A histologic specimen encompassing pathologic as well as normal squamous epithelium is obtained from the vulva.

Physiologic Changes: None

Point of Caution: The biopsy should provide reliable pathologic specimens; tangential cutting may lead to misinterpretation.

Technique

The patient is placed in the dorsal lithotomy position. The area of pathologic abnormality is cleansed with antiseptic solution, and the proposed biopsy site is selected.

A Keys punch, commonly used by dermatologists, is excellent for this purpose. The 5-7 mm size allows appropriate pathologic specimens to be taken without leaving a defect large enough to require sutures.
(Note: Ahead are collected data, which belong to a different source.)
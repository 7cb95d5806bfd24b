//! Frequency-ranked keyword extraction with 2- and 3-word phrases.

use crate::normalize::TextNormalizer;
use indexmap::IndexMap;
use serde::{Deserialize, Serialize};
use std::collections::HashSet;
use std::sync::LazyLock;

/// Tokens of this length or shorter are never keywords.
const MIN_TOKEN_LEN_EXCLUSIVE: usize = 3;

/// Common stop words, plus deck boilerplate ("slide", "presentation").
static STOP_WORDS: LazyLock<HashSet<&'static str>> = LazyLock::new(|| {
    [
        "the", "a", "an", "and", "or", "but", "in", "on", "at", "to", "for", "of", "with", "by",
        "from", "as", "is", "was", "are", "were", "been", "be", "have", "has", "had", "do",
        "does", "did", "will", "would", "should", "could", "may", "might", "must", "can", "this",
        "that", "these", "those", "i", "you", "he", "she", "it", "we", "they", "what", "which",
        "who", "when", "where", "why", "how", "all", "each", "every", "both", "few", "more",
        "most", "other", "some", "such", "no", "nor", "not", "only", "own", "same", "so", "than",
        "too", "very", "just", "slide", "presentation",
    ]
    .into_iter()
    .collect()
});

/// An important term found in text.
#[derive(Debug, Clone, PartialEq, Eq, Serialize, Deserialize)]
pub struct Keyword {
    /// Lowercased word or space-joined 2-3 word phrase.
    pub term: String,
    /// Occurrences in the analyzed text.
    pub frequency: u32,
}

impl Keyword {
    pub fn new(term: impl Into<String>, frequency: u32) -> Self {
        Self {
            term: term.into(),
            frequency,
        }
    }
}

/// Returns true if the token survives stop-word and length filtering.
pub fn is_candidate_token(token: &str) -> bool {
    token.chars().count() > MIN_TOKEN_LEN_EXCLUSIVE && !STOP_WORDS.contains(token)
}

/// Keyword extractor.
#[derive(Debug, Clone, Default)]
pub struct KeywordExtractor {
    normalizer: TextNormalizer,
}

impl KeywordExtractor {
    /// Create an extractor using the default normalizer.
    pub fn new() -> Self {
        Self::default()
    }

    /// Use a specific normalizer for cleaning.
    pub fn with_normalizer(mut self, normalizer: TextNormalizer) -> Self {
        self.normalizer = normalizer;
        self
    }

    /// Clean `text` and extract up to `top_n` keywords.
    pub fn extract(&self, text: &str, top_n: usize) -> Vec<Keyword> {
        let tokens = self.normalizer.tokenize(text);
        self.rank_tokens(&tokens, top_n)
    }

    /// Rank already-cleaned tokens.
    ///
    /// Single words are ranked unconditionally; phrases only count when they
    /// occur more than once. Both lists are merged by frequency, descending,
    /// ties keeping first-seen order (words ahead of phrases).
    pub fn rank_tokens<S: AsRef<str>>(&self, tokens: &[S], top_n: usize) -> Vec<Keyword> {
        let words: Vec<&str> = tokens
            .iter()
            .map(AsRef::as_ref)
            .filter(|t| is_candidate_token(t))
            .collect();

        if words.is_empty() || top_n == 0 {
            return Vec::new();
        }

        let mut word_counts: IndexMap<&str, u32> = IndexMap::new();
        for &word in &words {
            *word_counts.entry(word).or_insert(0) += 1;
        }

        // Bigrams first, then trigrams, so first-seen order matches phrase length.
        let mut phrase_counts: IndexMap<String, u32> = IndexMap::new();
        for n in [2, 3] {
            for window in words.windows(n) {
                *phrase_counts.entry(window.join(" ")).or_insert(0) += 1;
            }
        }

        let mut terms: Vec<Keyword> = most_common(word_counts, top_n)
            .into_iter()
            .map(|(term, count)| Keyword::new(term, count))
            .collect();

        terms.extend(
            most_common(phrase_counts, top_n / 2)
                .into_iter()
                .filter(|(_, count)| *count > 1)
                .map(|(term, count)| Keyword::new(term, count)),
        );

        terms.sort_by(|a, b| b.frequency.cmp(&a.frequency));
        terms.truncate(top_n);

        log::debug!("Ranked {} keywords from {} tokens", terms.len(), tokens.len());
        terms
    }
}

/// The `n` highest counts, descending, first-seen order on ties.
fn most_common<K>(counts: IndexMap<K, u32>, n: usize) -> Vec<(K, u32)> {
    let mut entries: Vec<(K, u32)> = counts.into_iter().collect();
    entries.sort_by(|a, b| b.1.cmp(&a.1));
    entries.truncate(n);
    entries
}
The area is anesthetized with 1 mL of 1% Xylocaine injected subcutaneously. The biopsy is then taken by rotating the Keys punch over the skin in 180° arches.

A delicate forceps is used to elevate one margin of the biopsy, and a small cuticle scissors is used to dissect the biopsy off its bed. A suture is rarely required, and no dressing is applied.

The biopsy is oriented on a piece of saline-soaked gauze, enabling the pathologist to perform ideal sections.

If necessary, a plug can be cut from an Avitene or Gelfoam wafer by using the sharp edge of the Keys punch.

This plug can be placed in the biopsy defect to provide hemostasis. It will act as an excellent dressing for the wound and, in most cases, omit the need for suturing. The patient is instructed to keep the site clean with ordinary soap and water and to wear a perineal pad as required.